Determining Population Size

How do ecologists determine the size of a population?    One method is the mark and recapture (a.k.a. capture/recapture method).  This method relies on having two separate trials to capture (either physically or in data) members of certain population and determines the population size based on the proportion of specimens who are captured in both trials.

The key assumption for the capture/recapture method is that the probability of capturing any given specimen is independent for each trial.  If one was doing a capture/recapture study and one could more easily capture fat and old birds, then the likelihood of catching the same bird in the second trial would increase.  This would inflate the value of m, and thus the approximation of the population would be too low.

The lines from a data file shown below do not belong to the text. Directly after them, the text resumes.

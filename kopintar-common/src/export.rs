//! Client-side export of the filtered farmer list
//!
//! All formats share the fixed column order of [`COLUMN_ORDER`] and write `-`
//! for absent values.

use rust_xlsxwriter::{Format, Workbook, XlsxError};
use serde_json::{Map, Value};

use crate::petani::{PetaniRecord, COLUMN_ORDER};
use crate::{Error, Result};

pub const EMPTY_EXPORT: &str = "Tidak ada data untuk diekspor.";
pub const SHEET_NAME: &str = "Data Petani";
const FILE_STEM: &str = "data_petani_lengkap";
const COLUMN_WIDTH: f64 = 15.0;

#[derive(Clone, Copy, Debug, PartialEq, Eq)]
pub enum ExportFormat {
    Csv,
    Excel,
    Json,
}

impl ExportFormat {
    pub const ALL: [ExportFormat; 3] = [ExportFormat::Csv, ExportFormat::Excel, ExportFormat::Json];

    pub fn extension(&self) -> &'static str {
        match self {
            ExportFormat::Csv => "csv",
            ExportFormat::Excel => "xlsx",
            ExportFormat::Json => "json",
        }
    }

    pub fn file_name(&self) -> String {
        format!("{}.{}", FILE_STEM, self.extension())
    }

    pub fn mime_type(&self) -> &'static str {
        match self {
            ExportFormat::Csv => "text/csv;charset=utf-8",
            ExportFormat::Excel => {
                "application/vnd.openxmlformats-officedocument.spreadsheetml.sheet"
            }
            ExportFormat::Json => "application/json",
        }
    }

    pub fn label(&self) -> &'static str {
        match self {
            ExportFormat::Csv => "CSV",
            ExportFormat::Excel => "Excel",
            ExportFormat::Json => "JSON",
        }
    }
}

/// Records projected onto the export columns
pub fn export_rows<'a, I>(records: I) -> Vec<Vec<String>>
where
    I: IntoIterator<Item = &'a PetaniRecord>,
{
    records
        .into_iter()
        .map(|r| COLUMN_ORDER.iter().map(|c| r.display(c, "-")).collect())
        .collect()
}

fn escape_field(field: &str) -> String {
    let needs_quoting = field.contains(',')
        || field.contains('"')
        || field.contains('\n')
        || field.contains('\r');

    if needs_quoting {
        format!("\"{}\"", field.replace('"', "\"\""))
    } else {
        field.to_string()
    }
}

fn csv_line(fields: impl Iterator<Item = impl AsRef<str>>) -> String {
    fields
        .map(|f| escape_field(f.as_ref()))
        .collect::<Vec<_>>()
        .join(",")
}

/// UTF-8 BOM so spreadsheet apps pick the right encoding
pub fn to_csv(rows: &[Vec<String>]) -> String {
    let mut out = String::from('\u{feff}');
    out.push_str(&csv_line(COLUMN_ORDER.iter()));
    for row in rows {
        out.push('\n');
        out.push_str(&csv_line(row.iter()));
    }
    out
}

pub fn to_json(rows: &[Vec<String>]) -> Result<String> {
    let objects: Vec<Value> = rows
        .iter()
        .map(|row| {
            let map: Map<String, Value> = COLUMN_ORDER
                .iter()
                .zip(row)
                .map(|(k, v)| (k.to_string(), Value::from(v.as_str())))
                .collect();
            Value::Object(map)
        })
        .collect();
    Ok(serde_json::to_string_pretty(&objects)?)
}

pub fn to_xlsx(rows: &[Vec<String>]) -> Result<Vec<u8>> {
    write_workbook(rows).map_err(|e| Error::Export(format!("Gagal membuat file Excel: {}", e)))
}

fn write_workbook(rows: &[Vec<String>]) -> std::result::Result<Vec<u8>, XlsxError> {
    let mut workbook = Workbook::new();
    let header = Format::new().set_bold();
    let sheet = workbook.add_worksheet();
    sheet.set_name(SHEET_NAME)?;

    for (col, name) in COLUMN_ORDER.iter().enumerate() {
        let col = col as u16;
        sheet.set_column_width(col, COLUMN_WIDTH)?;
        sheet.write_string_with_format(0, col, *name, &header)?;
    }
    for (r, row) in rows.iter().enumerate() {
        for (col, value) in row.iter().enumerate() {
            sheet.write_string(r as u32 + 1, col as u16, value)?;
        }
    }
    workbook.save_to_buffer()
}

/// Serialize the filtered records in the chosen format
pub fn export<'a, I>(records: I, format: ExportFormat) -> Result<Vec<u8>>
where
    I: IntoIterator<Item = &'a PetaniRecord>,
{
    let rows = export_rows(records);
    if rows.is_empty() {
        return Err(Error::Export(EMPTY_EXPORT.to_string()));
    }
    match format {
        ExportFormat::Csv => Ok(to_csv(&rows).into_bytes()),
        ExportFormat::Json => Ok(to_json(&rows)?.into_bytes()),
        ExportFormat::Excel => to_xlsx(&rows),
    }
}

#[cfg(test)]
mod tests {
    use super::*;
    use serde_json::json;

    fn records() -> Vec<PetaniRecord> {
        vec![
            PetaniRecord::from_value(json!({"NO": 1, "NAMA": "Budi", "USIA": 40})),
            PetaniRecord::from_value(json!({
                "NO": 2,
                "NAMA": "Siti, S.P.",
                "CATATAN": "kata \"rajin\""
            })),
        ]
    }

    #[test]
    fn test_export_rows_fill_all_columns() {
        let rows = export_rows(&records());
        assert_eq!(rows.len(), 2);
        assert!(rows.iter().all(|r| r.len() == 43));
        assert_eq!(rows[0][0], "1");
        assert_eq!(rows[0][10], "Budi");
        assert_eq!(rows[0][12], "40");
        assert_eq!(rows[0][1], "-");
    }

    #[test]
    fn test_csv_has_bom_header_and_quoting() {
        let csv = to_csv(&export_rows(&records()));
        assert!(csv.starts_with("\u{feff}NO,KECAMATAN,DESA"));
        let lines: Vec<&str> = csv.lines().collect();
        assert_eq!(lines.len(), 3);
        assert!(lines[2].contains("\"Siti, S.P.\""));
        assert!(lines[2].ends_with("\"kata \"\"rajin\"\"\""));
    }

    #[test]
    fn test_json_keeps_column_order() {
        let out = to_json(&export_rows(&records())).unwrap();
        let parsed: Vec<Map<String, Value>> = serde_json::from_str(&out).unwrap();
        let keys: Vec<&String> = parsed[0].keys().collect();
        assert_eq!(keys.len(), 43);
        assert_eq!(keys[0], "NO");
        assert_eq!(keys[42], "CATATAN");
        assert_eq!(parsed[1]["CATATAN"], json!("kata \"rajin\""));
        assert!(out.contains("\n  {"));
    }

    #[test]
    fn test_xlsx_is_a_zip_container() {
        let bytes = export(&records(), ExportFormat::Excel).unwrap();
        assert_eq!(&bytes[..2], b"PK");
    }

    #[test]
    fn test_empty_export_is_rejected() {
        let none: Vec<PetaniRecord> = Vec::new();
        let err = export(&none, ExportFormat::Csv).unwrap_err();
        assert_eq!(err.to_string(), EMPTY_EXPORT);
    }

    #[test]
    fn test_file_names() {
        assert_eq!(ExportFormat::Csv.file_name(), "data_petani_lengkap.csv");
        assert_eq!(ExportFormat::Excel.file_name(), "data_petani_lengkap.xlsx");
        assert_eq!(ExportFormat::Json.file_name(), "data_petani_lengkap.json");
    }
}
use kopintar_common::session::{TokenResponse, INVALID_CREDENTIALS, LOGIN_FAILED};
use kopintar_common::ApiError;

use super::ApiClient;

impl ApiClient {
    /// OAuth2 password grant against `POST /token`
    pub async fn login(&self, username: &str, password: &str) -> Result<TokenResponse, ApiError> {
        self.post_form("/token", &[("username", username), ("password", password)])
            .await
    }
}

/// Message shown in the login dialog for a failed attempt
pub fn login_error_message(error: &ApiError) -> &'static str {
    if error.status == Some(401) {
        INVALID_CREDENTIALS
    } else {
        LOGIN_FAILED
    }
}

#[cfg(test)]
mod tests {
    use super::*;

    #[test]
    fn test_login_error_message() {
        let unauthorized = ApiError::from_status(401, "Unauthorized", None);
        assert_eq!(login_error_message(&unauthorized), INVALID_CREDENTIALS);

        let server = ApiError::from_status(500, "Internal Server Error", None);
        assert_eq!(login_error_message(&server), LOGIN_FAILED);
        assert_eq!(login_error_message(&ApiError::network("offline")), LOGIN_FAILED);
    }
}
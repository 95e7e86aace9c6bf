use kopintar_web::App;
use leptos::*;

fn main() {
    console_error_panic_hook::set_once();
    mount_to_body(App);
}
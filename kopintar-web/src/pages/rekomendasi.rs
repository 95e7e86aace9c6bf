use gloo_timers::future::TimeoutFuture;
use kopintar_common::recommendation::{
    build_report, format_recommendation, parse_detail, ChatRole, ChatTranscript,
    RecommendationRequest, ReportStatus, STATUS_RESET_MS,
};
use kopintar_common::wordcloud::{word_style, CloudKind, WordWeight};
use leptos::*;

use crate::api::use_api;

const DETAIL_PLACEHOLDER: &str =
    "Format: key: value\nContoh:\nLokasi: Sumbersari\nLuas Lahan: 2 hektar\nVarietas: Arabika";

fn report_button_label(status: ReportStatus) -> &'static str {
    match status {
        ReportStatus::Success => "✔ Berhasil Disimpan!",
        ReportStatus::Error => "⚠ Gagal Menyimpan",
        ReportStatus::Idle => "➤ Kirim Laporan",
    }
}

/// Show `status`, then fall back to idle
fn flash_status(set_status: WriteSignal<ReportStatus>, status: ReportStatus) {
    set_status.set(status);
    spawn_local(async move {
        TimeoutFuture::new(STATUS_RESET_MS).await;
        let _ = set_status.try_set(ReportStatus::Idle);
    });
}

#[component]
pub fn Rekomendasi() -> impl IntoView {
    let api = use_api();

    let (nama_petani, set_nama_petani) = create_signal(String::new());
    let (masalah, set_masalah) = create_signal(String::new());
    let (detail, set_detail) = create_signal(String::new());
    let (status, set_status) = create_signal(ReportStatus::Idle);

    let (chat_input, set_chat_input) = create_signal(String::new());
    let transcript = create_rw_signal(ChatTranscript::new());
    let (thinking, set_thinking) = create_signal(false);

    let (words_masalah, set_words_masalah) = create_signal(Vec::<WordWeight>::new());
    let (words_pelatihan, set_words_pelatihan) = create_signal(Vec::<WordWeight>::new());

    let cloud_api = api.clone();
    create_effect(move |_| {
        let api = cloud_api.clone();
        spawn_local(async move {
            let (masalah, pelatihan) =
                futures::join!(api.wordcloud_masalah(), api.wordcloud_pelatihan());
            let _ = set_words_masalah.try_set(masalah);
            let _ = set_words_pelatihan.try_set(pelatihan);
        });
    });

    let submit_report = {
        let api = api.clone();
        move |_| {
            let Some(request) = build_report(
                &nama_petani.get_untracked(),
                &masalah.get_untracked(),
                &detail.get_untracked(),
            ) else {
                flash_status(set_status, ReportStatus::Error);
                return;
            };
            let api = api.clone();
            spawn_local(async move {
                match api.laporan_masalah(&request).await {
                    Ok(_) => {
                        logging::log!("Laporan dari {} tersimpan", request.nama_petani);
                        flash_status(set_status, ReportStatus::Success);
                        let _ = set_nama_petani.try_set(String::new());
                        let _ = set_masalah.try_set(String::new());
                        let _ = set_detail.try_set(String::new());
                        let words = api.wordcloud_masalah().await;
                        let _ = set_words_masalah.try_set(words);
                    }
                    Err(e) => {
                        logging::error!("{}", e);
                        flash_status(set_status, ReportStatus::Error);
                    }
                }
            });
        }
    };

    let send_chat = move || {
        let question = chat_input.get_untracked();
        if question.trim().is_empty() || thinking.get_untracked() {
            return;
        }
        transcript.update(|t| t.push_user(question.clone()));
        set_chat_input.set(String::new());
        set_thinking.set(true);

        let request = RecommendationRequest {
            masalah: question,
            detail_petani: parse_detail(&detail.get_untracked()),
        };
        let api = api.clone();
        spawn_local(async move {
            match api.recommendation(&request).await {
                Ok(response) => {
                    let reply = format_recommendation(&response.recommendation);
                    let _ = transcript.try_update(|t| t.push_ai(reply));
                }
                Err(e) => {
                    logging::error!("{}", e);
                    let _ = transcript.try_update(ChatTranscript::push_failure);
                }
            }
            let _ = set_thinking.try_set(false);
        });
    };
    let send_on_enter = send_chat.clone();

    view! {
        <div class="rekomendasi-page">
            <div class="page-header">
                <h1>"Rekomendasi Permasalahan Petani"</h1>
                <p>
                    "Laporkan permasalahan, dapatkan rekomendasi AI, dan lihat tren masalah terkini petani kopi."
                </p>
            </div>

            <div class="card report-card">
                <h3>"Laporkan Masalah Baru"</h3>
                <div class="form-field">
                    <label>"Nama Petani"</label>
                    <input
                        type="text"
                        placeholder="Contoh: Pak Budi"
                        on:input=move |ev| set_nama_petani.set(event_target_value(&ev))
                        prop:value=nama_petani
                    />
                </div>
                <div class="form-field">
                    <label>"Masalah"</label>
                    <input
                        type="text"
                        placeholder="Contoh: Tanaman kopi saya terserang hama penggerek buah..."
                        on:input=move |ev| set_masalah.set(event_target_value(&ev))
                        prop:value=masalah
                    />
                </div>
                <div class="form-field">
                    <label>"Detail Tambahan (Opsional)"</label>
                    <textarea
                        rows="4"
                        placeholder=DETAIL_PLACEHOLDER
                        on:input=move |ev| set_detail.set(event_target_value(&ev))
                        prop:value=detail
                    ></textarea>
                </div>
                <button
                    class="btn btn-primary btn-block"
                    class:btn-error=move || status.get() == ReportStatus::Error
                    disabled=move || status.get() == ReportStatus::Success
                    on:click=submit_report
                >
                    {move || report_button_label(status.get())}
                </button>
            </div>

            <div class="card chat-card">
                <div class="chat-header">
                    <span class="chat-avatar">"🤖"</span>
                    <div>
                        <h2>"Tanya Asisten AI"</h2>
                        <p>"Dapatkan rekomendasi dan solusi berbasis AI untuk masalah perkebunan kopi"</p>
                    </div>
                </div>

                <div class="chat-box">
                    <For
                        each=move || transcript.with(|t| t.messages().iter().cloned().enumerate().collect::<Vec<_>>())
                        key=|(index, _)| *index
                        children=|(_, msg)| {
                            let is_user = msg.role == ChatRole::User;
                            view! {
                                <div class="chat-row" class:chat-row-user=is_user>
                                    {(!is_user).then(|| view! { <span class="chat-avatar">"🤖"</span> })}
                                    <p class="chat-bubble" class:chat-bubble-user=is_user>{msg.message}</p>
                                    {is_user.then(|| view! { <span class="chat-avatar">"👤"</span> })}
                                </div>
                            }
                        }
                    />
                    <Show when=move || thinking.get()>
                        <div class="chat-row">
                            <span class="chat-avatar">"🤖"</span>
                            <div class="chat-bubble typing">
                                <span class="dot"></span>
                                <span class="dot"></span>
                                <span class="dot"></span>
                            </div>
                        </div>
                    </Show>
                </div>

                <div class="chat-input">
                    <input
                        type="text"
                        placeholder="Ketik pertanyaan Anda di sini..."
                        disabled=move || thinking.get()
                        on:input=move |ev| set_chat_input.set(event_target_value(&ev))
                        on:keydown=move |ev: ev::KeyboardEvent| {
                            if ev.key() == "Enter" {
                                send_on_enter();
                            }
                        }
                        prop:value=chat_input
                    />
                    <button
                        class="btn btn-primary"
                        disabled=move || thinking.get() || chat_input.with(|c| c.trim().is_empty())
                        on:click=move |_| send_chat()
                    >
                        "➤"
                    </button>
                </div>
            </div>

            <div class="cloud-grid">
                <WordCloud title="Wordcloud Masalah Petani" kind=CloudKind::Masalah words=words_masalah/>
                <WordCloud
                    title="Wordcloud Pelatihan yang Dibutuhkan"
                    kind=CloudKind::Pelatihan
                    words=words_pelatihan
                />
            </div>
        </div>
    }
}

#[component]
fn WordCloud(
    title: &'static str,
    kind: CloudKind,
    #[prop(into)] words: Signal<Vec<WordWeight>>,
) -> impl IntoView {
    view! {
        <div class="card cloud-card">
            <h3>"✨ " {title}</h3>
            {move || words.with(|words| {
                if words.is_empty() {
                    view! { <p class="muted">"Memuat data..."</p> }.into_view()
                } else {
                    view! {
                        <div class="word-cloud">
                            {words
                                .iter()
                                .enumerate()
                                .map(|(i, word)| view! {
                                    <span
                                        class="word"
                                        style=word_style(kind, i, word.value)
                                        title=format!("{}: {}", word.text, word.value)
                                    >
                                        {word.text.clone()}
                                    </span>
                                })
                                .collect_view()}
                        </div>
                    }
                    .into_view()
                }
            })}
        </div>
    }
}

#[cfg(test)]
mod tests {
    use super::*;

    #[test]
    fn test_report_button_follows_status() {
        assert_eq!(report_button_label(ReportStatus::Idle), "➤ Kirim Laporan");
        assert_eq!(report_button_label(ReportStatus::Success), "✔ Berhasil Disimpan!");
        assert_eq!(report_button_label(ReportStatus::Error), "⚠ Gagal Menyimpan");
    }
}
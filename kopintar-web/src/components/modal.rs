use leptos::*;

/// Overlay dialog; clicking the backdrop closes it
#[component]
pub fn Modal(
    #[prop(into)] open: Signal<bool>,
    on_close: Callback<()>,
    #[prop(into)] title: String,
    #[prop(optional, into)] description: Option<String>,
    /// Extra class for sizing, e.g. `modal-wide`
    #[prop(default = "")]
    class: &'static str,
    children: ChildrenFn,
) -> impl IntoView {
    let title = store_value(title);
    let description = store_value(description);

    view! {
        <Show when=move || open.get()>
            <div class="modal-backdrop" on:click=move |_| on_close.call(())>
                <div
                    class=format!("modal {}", class)
                    on:click=|ev| ev.stop_propagation()
                >
                    <div class="modal-header">
                        <h2>{title.get_value()}</h2>
                        {description.get_value().map(|d| view! { <p class="modal-description">{d}</p> })}
                        <button class="modal-close" on:click=move |_| on_close.call(())>"✕"</button>
                    </div>
                    <div class="modal-body">{children()}</div>
                </div>
            </div>
        </Show>
    }
}
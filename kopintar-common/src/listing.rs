//! Farmer list: display rows, search, client-side pagination

use serde_json::Value;

use crate::petani::*;
use crate::ApiError;

pub const PAGE_SIZE: usize = 10;

/// One table row plus the full record it came from
#[derive(Clone, Debug, PartialEq)]
pub struct PetaniRow {
    pub id: String,
    pub nama: String,
    pub dusun: String,
    pub kelompok_tani: String,
    pub usia: String,
    pub no_hp: String,
    pub luas_lahan: String,
    pub produksi: String,
    pub harga: String,
    pub full: PetaniRecord,
}

impl PetaniRow {
    pub fn from_record(record: PetaniRecord, index: usize) -> Self {
        let id = record
            .text(NO)
            .unwrap_or_else(|| (index + 1).to_string());
        Self {
            id,
            nama: record.display(NAMA, "-"),
            dusun: record.display(DUSUN, "-"),
            kelompok_tani: record.display(KELOMPOK_TANI, "-"),
            usia: record.display(USIA, "-"),
            no_hp: record.display(NO_HP, "-"),
            luas_lahan: record.display(TOTAL_LAHAN, "-"),
            produksi: record.display(HASIL_PER_TAHUN, "-"),
            harga: record.display(HARGA_JUAL, "-"),
            full: record,
        }
    }
}

pub fn normalize_rows(raw: Vec<Value>) -> Vec<PetaniRow> {
    raw.into_iter()
        .enumerate()
        .map(|(i, v)| PetaniRow::from_record(PetaniRecord::from_value(v), i))
        .collect()
}

/// Case-insensitive substring match on name or hamlet
pub fn filter_rows<'a>(rows: &'a [PetaniRow], query: &str) -> Vec<&'a PetaniRow> {
    let needle = query.trim().to_lowercase();
    rows.iter()
        .filter(|row| {
            needle.is_empty()
                || row.nama.to_lowercase().contains(&needle)
                || row.dusun.to_lowercase().contains(&needle)
        })
        .collect()
}

/// Page cursor over a filtered set; pages are 1-based
#[derive(Clone, Copy, Debug, PartialEq, Eq)]
pub struct Pagination {
    pub page: usize,
    pub page_size: usize,
    pub total: usize,
}

impl Pagination {
    pub fn new(total: usize, page_size: usize) -> Self {
        Self {
            page: 1,
            page_size: page_size.max(1),
            total,
        }
    }

    pub fn total_pages(&self) -> usize {
        self.total.div_ceil(self.page_size)
    }

    /// Slice bounds of the current page
    pub fn range(&self) -> std::ops::Range<usize> {
        let start = self.page.saturating_sub(1) * self.page_size;
        let end = (start + self.page_size).min(self.total);
        start.min(end)..end
    }

    pub fn has_prev(&self) -> bool {
        self.page > 1
    }

    pub fn has_next(&self) -> bool {
        self.page < self.total_pages()
    }

    pub fn prev(&mut self) {
        if self.has_prev() {
            self.page -= 1;
        }
    }

    pub fn next(&mut self) {
        if self.has_next() {
            self.page += 1;
        }
    }

    /// New filtered size; keeps the page in range
    pub fn set_total(&mut self, total: usize) {
        self.total = total;
        self.page = self.page.clamp(1, self.total_pages().max(1));
    }

    pub fn label(&self) -> String {
        format!("Halaman {} dari {}", self.page, self.total_pages().max(1))
    }
}

/// Fetch lifecycle of the list page
#[derive(Clone, Debug, Default, PartialEq)]
pub enum ListState {
    #[default]
    Idle,
    Loading,
    Ready(Vec<PetaniRow>),
    Error(ApiError),
}

impl ListState {
    pub fn rows(&self) -> &[PetaniRow] {
        match self {
            ListState::Ready(rows) => rows,
            _ => &[],
        }
    }
}

#[cfg(test)]
mod tests {
    use super::*;
    use serde_json::json;

    fn rows() -> Vec<PetaniRow> {
        normalize_rows(vec![
            json!({"NO": 1, "NAMA": "Budi Santoso", "DUSUN": "Sumberurip", "USIA": 40}),
            json!({"NO": 2, "NAMA": "Siti", "DUSUN": "Jawai Talu"}),
            json!({"NAMA": "Sumarno", "DUSUN": "Sumbermanggis"}),
        ])
    }

    #[test]
    fn test_normalize_fills_placeholders() {
        let rows = rows();
        assert_eq!(rows[0].usia, "40");
        assert_eq!(rows[1].usia, "-");
        assert_eq!(rows[1].harga, "-");
        assert_eq!(rows[2].id, "3");
        assert_eq!(rows[2].full.nama(), "Sumarno");
    }

    #[test]
    fn test_filter_matches_name_or_hamlet() {
        let rows = rows();
        assert_eq!(filter_rows(&rows, "").len(), 3);
        assert_eq!(filter_rows(&rows, "SITI").len(), 1);
        assert_eq!(filter_rows(&rows, "sumber").len(), 2);
        assert_eq!(filter_rows(&rows, "talu").len(), 1);
        assert!(filter_rows(&rows, "zzz").is_empty());
    }

    #[test]
    fn test_pagination_boundaries() {
        let mut p = Pagination::new(23, PAGE_SIZE);
        assert_eq!(p.total_pages(), 3);
        assert_eq!(p.range(), 0..10);
        assert!(!p.has_prev());
        p.prev();
        assert_eq!(p.page, 1);
        p.next();
        p.next();
        assert_eq!(p.range(), 20..23);
        assert!(!p.has_next());
        p.next();
        assert_eq!(p.page, 3);
        assert_eq!(p.label(), "Halaman 3 dari 3");
    }

    #[test]
    fn test_pagination_empty_and_shrink() {
        let p = Pagination::new(0, PAGE_SIZE);
        assert_eq!(p.total_pages(), 0);
        assert_eq!(p.range(), 0..0);
        assert!(!p.has_next());
        assert_eq!(p.label(), "Halaman 1 dari 1");

        let mut p = Pagination::new(35, PAGE_SIZE);
        p.next();
        p.next();
        p.next();
        assert_eq!(p.page, 4);
        p.set_total(12);
        assert_eq!(p.page, 2);
        assert_eq!(p.range(), 10..12);
    }
}
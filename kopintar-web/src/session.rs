//! Browser-backed session state shared through context

use gloo_storage::{LocalStorage, Storage};
use kopintar_common::{guard, DeferredActions, Guarded, PendingAction, Session, TokenStore};
use leptos::*;

/// Bearer token persisted in LocalStorage
#[derive(Debug, Clone, Copy)]
pub struct LocalStorageTokenStore {
    key: &'static str,
}

impl LocalStorageTokenStore {
    pub fn new(key: &'static str) -> Self {
        Self { key }
    }
}

impl TokenStore for LocalStorageTokenStore {
    fn get(&self) -> Option<String> {
        LocalStorage::get::<String>(self.key)
            .ok()
            .filter(|t| !t.is_empty())
    }

    fn set(&self, token: &str) {
        if let Err(e) = LocalStorage::set(self.key, token) {
            logging::error!("Failed to persist token: {}", e);
        }
    }

    fn clear(&self) {
        LocalStorage::delete(self.key);
    }
}

/// Farmer id carried by a deferred list action
pub type PetaniAction = PendingAction<String>;

/// Reactive session handle, `Copy` so closures can capture it freely
#[derive(Clone, Copy)]
pub struct SessionContext {
    session: RwSignal<Session<LocalStorageTokenStore>>,
    deferred: RwSignal<DeferredActions<String>>,
    login_open: RwSignal<bool>,
}

impl SessionContext {
    pub fn new(store: LocalStorageTokenStore) -> Self {
        Self {
            session: create_rw_signal(Session::restore(store)),
            deferred: create_rw_signal(DeferredActions::new()),
            login_open: create_rw_signal(false),
        }
    }

    pub fn is_logged_in(&self) -> bool {
        self.session.with(|s| s.is_logged_in())
    }

    pub fn is_logged_in_untracked(&self) -> bool {
        self.session.with_untracked(|s| s.is_logged_in())
    }

    pub fn login(&self, token: &str) {
        self.session.update(|s| s.login(token));
        self.login_open.set(false);
    }

    pub fn logout(&self) {
        self.session.update(|s| s.logout());
        self.deferred.update(|d| d.cancel());
    }

    /// Token rejected by the backend
    pub fn expire(&self) {
        let changed = self
            .session
            .try_update(|s| s.expire())
            .unwrap_or(false);
        if changed {
            logging::warn!("Session expired, token cleared");
        }
    }

    /// Run `action` now, or remember it and open the login dialog
    pub fn guard(&self, action: PetaniAction) -> Option<PetaniAction> {
        let logged_in = self.is_logged_in_untracked();
        match self
            .deferred
            .try_update(|d| guard(logged_in, d, action))?
        {
            Guarded::Proceed(action) => Some(action),
            Guarded::NeedsLogin => {
                self.login_open.set(true);
                None
            }
        }
    }

    /// Pending action to replay, handed out once after login
    pub fn take_deferred(&self) -> Option<PetaniAction> {
        self.deferred.try_update(|d| d.take_on_login()).flatten()
    }

    /// Dialog dismissed without logging in
    pub fn close_login(&self) {
        self.login_open.set(false);
        self.deferred.update(|d| d.cancel());
    }

    pub fn login_open(&self) -> Signal<bool> {
        self.login_open.into()
    }
}

pub fn use_session() -> SessionContext {
    expect_context::<SessionContext>()
}
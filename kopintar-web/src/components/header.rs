use leptos::*;

use crate::session::use_session;

#[component]
pub fn Header(
    on_toggle_sidebar: Callback<()>,
    #[prop(into)] dark_mode: Signal<bool>,
    on_toggle_dark: Callback<()>,
    on_logout: Callback<()>,
) -> impl IntoView {
    let session = use_session();
    let (menu_open, set_menu_open) = create_signal(false);

    view! {
        <header class="app-header">
            <div class="header-left">
                <button class="icon-button" on:click=move |_| on_toggle_sidebar.call(())>"☰"</button>
                {move || if session.is_logged_in() {
                    view! {
                        <div class="greeting">
                            <p>"Selamat datang kembali,"</p>
                            <h3>"Admin"</h3>
                        </div>
                    }
                } else {
                    view! {
                        <div class="greeting">
                            <p>"Selamat datang,"</p>
                            <h3>"Pengunjung"</h3>
                        </div>
                    }
                }}
            </div>
            <div class="header-right">
                <button class="icon-button" on:click=move |_| on_toggle_dark.call(())>
                    {move || if dark_mode.get() { "☀️" } else { "🌙" }}
                </button>
                <Show when=move || session.is_logged_in()>
                    <div class="user-menu">
                        <button class="user-trigger" on:click=move |_| set_menu_open.update(|o| *o = !*o)>
                            <span class="avatar">"👤"</span>
                            <span class="user-name">"Admin"</span>
                            <span class="chevron">"▾"</span>
                        </button>
                        <Show when=move || menu_open.get()>
                            <div class="dropdown-content">
                                <div class="dropdown-label">
                                    <p>"Admin"</p>
                                    <small>"Administrator"</small>
                                </div>
                                <hr/>
                                <button class="dropdown-item">"Akun Saya"</button>
                                <button
                                    class="dropdown-item danger"
                                    on:click=move |_| {
                                        set_menu_open.set(false);
                                        on_logout.call(());
                                    }
                                >
                                    "Logout"
                                </button>
                            </div>
                        </Show>
                    </div>
                </Show>
            </div>
        </header>
    }
}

One application of the capture/recapture method is McClish et al. (1997)‘s examination of the size of the elderly cancer population in Virgina.  The authors estimate  the likelihood cancer patients appear in both the Virgina Cancer Registry (VCR) and the Medicare claims files (MEDPAR) for Virginia resident 65 and older.

Capture-recapture techniques were used to estimate the actual cancer population size, based on the concordance and discordance of the data sources. If VCR identifies M cases and MEDPAR identifies n cases, m of which are common to both sources, then the estimated number of cases in the entire population of cases at reporting hospitals will be N = [(M + 1) X (n + 1 )/(m + 1)] – 1. With this estimate of the population, the sensitivity of each source alone, as well as those of the combined sources, was estimated.”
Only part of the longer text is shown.